AK Parti Grup Başkanvekili Bülent Turan, Enis Berberoğlu'nun tutuklanmasının ardından Ankara'dan İstanbul'a yürüyen CHP Genel Başkanı Kemal Kılıçdaroğlu'nu eleştirdi. Turan, SABAH'a şunları söyledi:
KALDIRILMASINA DESTEK VERDİLER: Birkaç yıldır CHP'nin genel başkanı başta olmak üzere birçok CHP'li, "Dokunulmazlıkları kaldıralım, siz neden yargılanmaktan korkuyorsunuz" diyorlardı. Meclis'e geçtiğimiz yıl sunduğumuz ve dokunulmazlıkları kaldıran anayasa değişikliğine destek vereceğini bizzat CHP Genel Başkanı Kılıçdaroğlu açıkladı. Bunu yaptıktan sonra kalkıp da "Bir milletvekilini nasıl tutuklarsınız?" diye sormanın anlamı yoktur. Dokunulmazlığı kaldırılan bir milletvekili ile sıradan bir vatandaşın yargı nazarında farkı yoktur. Sürekli "yargı bağımsız olmalı" diyen CHP, dokunulmazlığı kaldırılmış milletvekillerine farklı bir muamele mi istiyor? Yargı CHP'nin istediği yönde karar verince "bağımsız" oluyor da, istemediği yönde karar verince neden "talimat alan yargı" oluveriyor?
KILIÇDAROĞLU'NUN İMZASI VAR: Bu ülkede adaletsizliğe neden olan onlarca siyasi karar verildi. Adaletsizce uygulanan onlarca karar verildi. CHP bunlarda neden "adalet"' talebiyle yollara dökülmedi? 2008'de AK Parti, Meclis'te 411 milletvekilinin destek verdiği başörtüsü düzenlemesini yaptığında Anayasa Mahkemesi'nin (AYM) kapısına koşan bizzat Kılıçdaroğlu'ydu. AYM'ye verilen dilekçenin altında imzası vardı.
İNANDIRICI GELMİYOR: İnsanların başörtüsüyle üniversite kapılarında bekletilmesi adaletsizlik değil miydi? Yüzde 47 gibi bir çoğunlukla birinci olmuş iktidar partisine kapatma davası açıldığında, buna alkış tutan CHP değil miydi? Katsayı zulmünün sürmesi için elinden geleni ardına koymayan yine CHP'ydi. Savcı Mehmet Selim Kiraz için yürümeyip, onu şehit eden terör örgütü DHKP-C'nin marşlarıyla yürüyen parti mi adalet talep ediyor?
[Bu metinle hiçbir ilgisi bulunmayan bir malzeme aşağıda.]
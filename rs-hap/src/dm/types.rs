/*
 *
 *    Copyright (c) 2024 rs-hap Authors
 *
 *    Licensed under the Apache License, Version 2.0 (the "License");
 *    you may not use this file except in compliance with the License.
 *    You may obtain a copy of the License at
 *
 *        http://www.apache.org/licenses/LICENSE-2.0
 *
 *    Unless required by applicable law or agreed to in writing, software
 *    distributed under the License is distributed on an "AS IS" BASIS,
 *    WITHOUT WARRANTIES OR CONDITIONS OF ANY KIND, either express or implied.
 *    See the License for the specific language governing permissions and
 *    limitations under the License.
 */

pub use characteristic::*;
pub use format::*;
pub use permissions::*;
pub use service::*;

mod characteristic;
mod format;
mod permissions;
mod service;

/// The numeric type-code of a characteristic, as published in the protocol catalog.
pub type CharId = u16;
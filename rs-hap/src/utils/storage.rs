/*
 *
 *    Copyright (c) 2024 rs-hap Authors
 *
 *    Licensed under the Apache License, Version 2.0 (the "License");
 *    you may not use this file except in compliance with the License.
 *    You may obtain a copy of the License at
 *
 *        http://www.apache.org/licenses/LICENSE-2.0
 *
 *    Unless required by applicable law or agreed to in writing, software
 *    distributed under the License is distributed on an "AS IS" BASIS,
 *    WITHOUT WARRANTIES OR CONDITIONS OF ANY KIND, either express or implied.
 *    See the License for the specific language governing permissions and
 *    limitations under the License.
 */

pub use parsebuf::*;
pub use writebuf::*;

mod parsebuf;
mod writebuf;
/*
 *
 *    Copyright (c) 2024 rs-hap Authors
 *
 *    Licensed under the Apache License, Version 2.0 (the "License");
 *    you may not use this file except in compliance with the License.
 *    You may obtain a copy of the License at
 *
 *        http://www.apache.org/licenses/LICENSE-2.0
 *
 *    Unless required by applicable law or agreed to in writing, software
 *    distributed under the License is distributed on an "AS IS" BASIS,
 *    WITHOUT WARRANTIES OR CONDITIONS OF ANY KIND, either express or implied.
 *    See the License for the specific language governing permissions and
 *    limitations under the License.
 */

pub mod storage;
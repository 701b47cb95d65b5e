/*
 *
 *    Copyright (c) 2024 rs-hap Authors
 *
 *    Licensed under the Apache License, Version 2.0 (the "License");
 *    you may not use this file except in compliance with the License.
 *    You may obtain a copy of the License at
 *
 *        http://www.apache.org/licenses/LICENSE-2.0
 *
 *    Unless required by applicable law or agreed to in writing, software
 *    distributed under the License is distributed on an "AS IS" BASIS,
 *    WITHOUT WARRANTIES OR CONDITIONS OF ANY KIND, either express or implied.
 *    See the License for the specific language governing permissions and
 *    limitations under the License.
 */

//! The pairing TLV8 vocabulary and the `/pairings` resource.
//!
//! Only the data exchanged by the resource is handled here: adding, removing and
//! listing the controllers paired with the accessory. Establishing a pairing
//! (SRP setup, verification and the session crypto) is the business of the
//! transport layer.

use alloc::vec::Vec;

use log::{debug, info, warn};
use strum::FromRepr;

use crate::error::{Error, ErrorCode};
use crate::tlv8::{
    decode_typed, encode_item, find, join_records, split_records_with, TLV8Config, TLV8,
};
use crate::tlv8_tags;

/// The tags of the pairing exchanges.
#[derive(Debug, Copy, Clone, Eq, PartialEq, Hash, FromRepr)]
#[repr(u8)]
pub enum PairTag {
    Method = 0x00,
    Identifier = 0x01,
    Salt = 0x02,
    PublicKey = 0x03,
    Proof = 0x04,
    EncryptedData = 0x05,
    State = 0x06,
    Error = 0x07,
    RetryDelay = 0x08,
    Certificate = 0x09,
    Signature = 0x0A,
    Permissions = 0x0B,
    FragmentData = 0x0C,
    FragmentLast = 0x0D,
    Separator = 0xFF,
}

tlv8_tags!(PairTag);

#[derive(Debug, Copy, Clone, Eq, PartialEq, Hash, FromRepr)]
#[repr(u8)]
pub enum PairStep {
    Request = 1,
    Response = 2,
}

#[derive(Debug, Copy, Clone, Eq, PartialEq, Hash, FromRepr)]
#[repr(u8)]
pub enum PairingMethod {
    Setup = 0,
    SetupAuth = 1,
    Verify = 2,
    AddPairing = 3,
    RemovePairing = 4,
    ListPairings = 5,
}

/// The error codes reported to the controller in an `Error` item.
#[derive(Debug, Copy, Clone, Eq, PartialEq, Hash, FromRepr)]
#[repr(u8)]
pub enum PairError {
    Unknown = 1,
    Authentication = 2,
    Backoff = 3,
    MaxPeers = 4,
    MaxTries = 5,
    Unavailable = 6,
    Busy = 7,
}

#[derive(Debug, Default, Copy, Clone, Eq, PartialEq, Hash, FromRepr)]
#[repr(u8)]
pub enum PairingRole {
    #[default]
    Regular = 0,
    Admin = 1,
}

impl PairingRole {
    pub fn is_admin(&self) -> bool {
        matches!(self, Self::Admin)
    }
}

/// A paired controller.
#[derive(Debug, Clone, Eq, PartialEq, Hash)]
pub struct Pairing {
    pub identifier: Vec<u8>,
    pub public_key: Vec<u8>,
    pub role: PairingRole,
}

impl Pairing {
    pub fn new(identifier: &[u8], public_key: &[u8], role: PairingRole) -> Self {
        Self {
            identifier: identifier.to_vec(),
            public_key: public_key.to_vec(),
            role,
        }
    }

    /// The controller identifier, which is usually a UUID string.
    pub fn identifier_str(&self) -> Result<&str, Error> {
        Ok(core::str::from_utf8(&self.identifier)?)
    }

    pub fn to_tlv8(&self) -> Vec<TLV8> {
        alloc::vec![
            TLV8::new(PairTag::Identifier, &self.identifier),
            TLV8::new(PairTag::PublicKey, &self.public_key),
            TLV8::u8(PairTag::Permissions, self.role as u8),
        ]
    }

    pub fn from_tlv8(items: &[TLV8]) -> Result<Self, Error> {
        let identifier = find(items, PairTag::Identifier).ok_or(ErrorCode::InvalidData)?;
        let public_key = find(items, PairTag::PublicKey).ok_or(ErrorCode::InvalidData)?;

        Ok(Self::new(identifier, public_key, role(items)?))
    }
}

fn role(items: &[TLV8]) -> Result<PairingRole, Error> {
    let role = match find(items, PairTag::Permissions) {
        Some([role]) => PairingRole::from_repr(*role),
        _ => None,
    };

    role.ok_or_else(|| ErrorCode::InvalidData.into())
}

fn state(items: &[TLV8]) -> Result<PairStep, Error> {
    let state = match find(items, PairTag::State) {
        Some([state]) => PairStep::from_repr(*state),
        _ => None,
    };

    state.ok_or_else(|| ErrorCode::InvalidData.into())
}

/// `[State=Response]`
pub fn state_response() -> Vec<u8> {
    encode_item(PairTag::State, &[PairStep::Response as u8])
}

/// `[State=Response, Error=error]`
pub fn error_response(error: PairError) -> Vec<u8> {
    let mut out = state_response();
    out.extend_from_slice(&encode_item(PairTag::Error, &[error as u8]));

    out
}

/// Encode the response of a list-pairings request: the state item, followed by
/// one record per pairing with separator items in between.
pub fn list_pairings(pairings: &[Pairing]) -> Vec<u8> {
    let records = pairings.iter().map(Pairing::to_tlv8).collect::<Vec<_>>();

    let mut out = state_response();
    out.extend_from_slice(&join_records(&records, PairTag::Separator.into()));

    out
}

/// Decode a list-pairings response produced by [`list_pairings`].
pub fn parse_pairings(data: &[u8]) -> Result<Vec<Pairing>, Error> {
    let mut records = split_records_with(&TLV8Config::default(), data, PairTag::Separator.into())?
        .into_iter();

    let Some(mut first) = records.next() else {
        return Err(ErrorCode::InvalidData.into());
    };

    if state(&first)? != PairStep::Response {
        Err(ErrorCode::InvalidData)?;
    }

    first.retain(|item| item.tag != PairTag::State as u8);

    let mut pairings = Vec::new();

    if !first.is_empty() {
        pairings.push(Pairing::from_tlv8(&first)?);
    }

    for record in records {
        pairings.push(Pairing::from_tlv8(&record)?);
    }

    Ok(pairings)
}

/// A request to the `/pairings` resource.
#[derive(Debug, Clone, Eq, PartialEq)]
pub enum PairingsRequest {
    Add(Pairing),
    Remove(Vec<u8>),
    List,
}

impl PairingsRequest {
    /// Parse a request body. Any malformed body is reported as
    /// `ErrorCode::InvalidData`.
    pub fn parse(data: &[u8]) -> Result<Self, Error> {
        Self::parse_items(data).map_err(Error::map_malformed)
    }

    fn parse_items(data: &[u8]) -> Result<Self, Error> {
        let items = decode_typed::<PairTag>(&TLV8Config::default(), data, None)?;

        if state(&items)? != PairStep::Request {
            Err(ErrorCode::InvalidData)?;
        }

        let method = match find(&items, PairTag::Method) {
            Some([method]) => PairingMethod::from_repr(*method),
            _ => None,
        };

        match method {
            Some(PairingMethod::AddPairing) => Ok(Self::Add(Pairing::from_tlv8(&items)?)),
            Some(PairingMethod::RemovePairing) => {
                let identifier =
                    find(&items, PairTag::Identifier).ok_or(ErrorCode::InvalidData)?;

                Ok(Self::Remove(identifier.to_vec()))
            }
            Some(PairingMethod::ListPairings) => Ok(Self::List),
            _ => Err(ErrorCode::InvalidData.into()),
        }
    }

    pub fn method(&self) -> PairingMethod {
        match self {
            Self::Add(_) => PairingMethod::AddPairing,
            Self::Remove(_) => PairingMethod::RemovePairing,
            Self::List => PairingMethod::ListPairings,
        }
    }

    /// Encode the request, as a controller would send it.
    pub fn to_tlv8(&self) -> Vec<TLV8> {
        let mut items = alloc::vec![
            TLV8::u8(PairTag::State, PairStep::Request as u8),
            TLV8::u8(PairTag::Method, self.method() as u8),
        ];

        match self {
            Self::Add(pairing) => items.extend(pairing.to_tlv8()),
            Self::Remove(identifier) => items.push(TLV8::new(PairTag::Identifier, identifier)),
            Self::List => (),
        }

        items
    }
}

/// The persisted set of pairings of an accessory.
pub trait PairingStore {
    fn pairings(&self) -> Vec<Pairing>;

    /// Add a pairing, or update the role of an existing one.
    fn add(&mut self, pairing: Pairing) -> Result<(), PairError>;

    /// Remove the pairing with the given identifier. Removing an unknown
    /// identifier is not an error.
    fn remove(&mut self, identifier: &[u8]) -> Result<(), PairError>;
}

impl<T> PairingStore for &mut T
where
    T: PairingStore,
{
    fn pairings(&self) -> Vec<Pairing> {
        (**self).pairings()
    }

    fn add(&mut self, pairing: Pairing) -> Result<(), PairError> {
        (**self).add(pairing)
    }

    fn remove(&mut self, identifier: &[u8]) -> Result<(), PairError> {
        (**self).remove(identifier)
    }
}

impl PairingStore for Vec<Pairing> {
    fn pairings(&self) -> Vec<Pairing> {
        self.clone()
    }

    fn add(&mut self, pairing: Pairing) -> Result<(), PairError> {
        if let Some(existing) = self
            .iter_mut()
            .find(|existing| existing.identifier == pairing.identifier)
        {
            if existing.public_key != pairing.public_key {
                return Err(PairError::Unknown);
            }

            existing.role = pairing.role;
        } else {
            self.push(pairing);
        }

        Ok(())
    }

    fn remove(&mut self, identifier: &[u8]) -> Result<(), PairError> {
        self.retain(|pairing| pairing.identifier != identifier);

        Ok(())
    }
}

/// Handle a request to the `/pairings` resource on behalf of a controller.
///
/// Only admin controllers may manage pairings; any other controller is answered
/// with an authentication error. A body that cannot be parsed yields `Err`, which
/// the transport reports as a bad request.
pub fn handle_pairings<S: PairingStore>(
    mut store: S,
    is_admin: bool,
    body: &[u8],
) -> Result<Vec<u8>, Error> {
    let request = PairingsRequest::parse(body)?;

    if !is_admin {
        warn!("Refusing {:?} from a non-admin controller", request.method());
        return Ok(error_response(PairError::Authentication));
    }

    let result = match request {
        PairingsRequest::Add(pairing) => {
            info!(
                "Adding pairing {:?} ({:?})",
                pairing.identifier_str(),
                pairing.role
            );
            store.add(pairing)
        }
        PairingsRequest::Remove(identifier) => {
            info!("Removing pairing {:?}", core::str::from_utf8(&identifier));
            store.remove(&identifier)
        }
        PairingsRequest::List => {
            let pairings = store.pairings();
            debug!("Listing {} pairings", pairings.len());

            return Ok(list_pairings(&pairings));
        }
    };

    Ok(match result {
        Ok(()) => state_response(),
        Err(error) => {
            warn!("Pairings request failed: {:?}", error);
            error_response(error)
        }
    })
}

#[cfg(test)]
mod tests {
    use alloc::vec;
    use alloc::vec::Vec;

    use super::*;
    use crate::tlv8::{decode_stream, encode_items};

    fn alice() -> Pairing {
        Pairing::new(b"alice", &[0xA1; 32], PairingRole::Admin)
    }

    fn bob() -> Pairing {
        Pairing::new(b"bob", &[0xB0; 32], PairingRole::Regular)
    }

    #[test]
    fn test_list_pairings_layout() {
        let data = list_pairings(&[alice(), bob()]);

        let items = decode_stream(&data, None).unwrap();
        assert_eq!(items[0], TLV8::u8(PairTag::State, 2));
        assert_eq!(items[1], TLV8::new(PairTag::Identifier, b"alice"));
        assert_eq!(items[4], TLV8::empty(PairTag::Separator));
        assert_eq!(items[5], TLV8::new(PairTag::Identifier, b"bob"));
        assert_eq!(items.len(), 8);

        assert_eq!(parse_pairings(&data).unwrap(), [alice(), bob()]);
    }

    #[test]
    fn test_list_no_pairings() {
        let data = list_pairings(&[]);

        assert_eq!(data, [0x06, 1, 2]);
        assert!(parse_pairings(&data).unwrap().is_empty());
    }

    #[test]
    fn test_parse_pairings_needs_response_state() {
        let data = encode_items(&[TLV8::u8(PairTag::State, 1)]);
        assert_eq!(
            parse_pairings(&data).unwrap_err().code(),
            ErrorCode::InvalidData
        );

        assert_eq!(parse_pairings(&[]).unwrap_err().code(), ErrorCode::InvalidData);
    }

    #[test]
    fn test_parse_requests() {
        for request in [
            PairingsRequest::Add(bob()),
            PairingsRequest::Remove(b"bob".to_vec()),
            PairingsRequest::List,
        ] {
            let data = encode_items(&request.to_tlv8());
            assert_eq!(PairingsRequest::parse(&data).unwrap(), request);
        }
    }

    #[test]
    fn test_parse_malformed_requests() {
        // Truncated
        assert_eq!(
            PairingsRequest::parse(&[0x06, 1, 1, 0x00, 2, 5])
                .unwrap_err()
                .code(),
            ErrorCode::InvalidData
        );

        // No method
        let data = encode_items(&[TLV8::u8(PairTag::State, 1)]);
        assert_eq!(
            PairingsRequest::parse(&data).unwrap_err().code(),
            ErrorCode::InvalidData
        );

        // Add without public key
        let data = encode_items(&[
            TLV8::u8(PairTag::State, 1),
            TLV8::u8(PairTag::Method, 3),
            TLV8::new(PairTag::Identifier, b"bob"),
            TLV8::u8(PairTag::Permissions, 0),
        ]);
        assert_eq!(
            PairingsRequest::parse(&data).unwrap_err().code(),
            ErrorCode::InvalidData
        );

        // Setup is not served by this resource
        let data = encode_items(&[TLV8::u8(PairTag::State, 1), TLV8::u8(PairTag::Method, 0)]);
        assert_eq!(
            PairingsRequest::parse(&data).unwrap_err().code(),
            ErrorCode::InvalidData
        );
    }

    #[test]
    fn test_unknown_tags_pass_through() {
        let mut items = PairingsRequest::List.to_tlv8();
        items.push(TLV8::new(0x42u8, b"future"));

        let data = encode_items(&items);
        assert_eq!(PairingsRequest::parse(&data).unwrap(), PairingsRequest::List);
    }

    #[test]
    fn test_handle_pairings() {
        let mut store = vec![alice()];

        let add = encode_items(&PairingsRequest::Add(bob()).to_tlv8());
        assert_eq!(handle_pairings(&mut store, true, &add).unwrap(), state_response());
        assert_eq!(store, [alice(), bob()]);

        let list = encode_items(&PairingsRequest::List.to_tlv8());
        assert_eq!(
            handle_pairings(&mut store, true, &list).unwrap(),
            list_pairings(&[alice(), bob()])
        );

        let remove = encode_items(&PairingsRequest::Remove(b"alice".to_vec()).to_tlv8());
        assert_eq!(
            handle_pairings(&mut store, true, &remove).unwrap(),
            state_response()
        );
        assert_eq!(store, [bob()]);
    }

    #[test]
    fn test_handle_pairings_non_admin() {
        let mut store: Vec<Pairing> = Vec::new();

        let add = encode_items(&PairingsRequest::Add(bob()).to_tlv8());
        assert_eq!(
            handle_pairings(&mut store, false, &add).unwrap(),
            [0x06, 1, 2, 0x07, 1, 2]
        );
        assert!(store.is_empty());
    }

    #[test]
    fn test_handle_pairings_store_error() {
        let mut store = vec![bob()];

        let impostor = Pairing::new(b"bob", &[0xEE; 32], PairingRole::Admin);
        let add = encode_items(&PairingsRequest::Add(impostor).to_tlv8());

        assert_eq!(
            handle_pairings(&mut store, true, &add).unwrap(),
            error_response(PairError::Unknown)
        );
        assert_eq!(store, [bob()]);
    }
}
Durum bu kadar net iken CHP'nin bugün adalet talep ettiğini dile getirmesi kimseye inandırıcı gelmiyor. 15 Temmuz'da köşe bucak saklanıp sokağa çıkmayanların, şimdi yürümesinin hiçbir kıymeti harbiyesi yoktur.
SOKAĞI GÖSTERENLER KAYBETTİ: Sokaklara inerek, sokak hareketlerine sahip çıkmanın siyasete katkı sağlamadığını tam tersine şiddeti beslediğini daha evvel acı bir şekilde tecrübe ettik. 6-8 Ekim 2014'te Kobani bahanesiyle HDP'nin sokak çağrısı sonrasında 52 kişi hayatını kaybetti. Sorumluları şimdi yargı önünde hesap veriyor. Türkiye siyasi tarihinde sokağı adres gösteren tüm siyasi hareketler kaybetti. Milletimiz 60'larda, 70'lerde gençliğin sokaklarda nasıl heba edildiğini iyi biliyor. Sokak, operasyona davetiyedir. CHP'nin Meclis yerine sokağı tercih etmesi tam bir akıl tutulması. Ana muhalefete düşen, siyasetini parlamento zemininde yürütmek. Kılıçdaroğlu ise koltuğundan olmamak, iç çatışmaları bastırmak için böyle bir yola başvurdu. Yürüyüşle koltuk kavgasını görünmez kılmaya çalışıyor.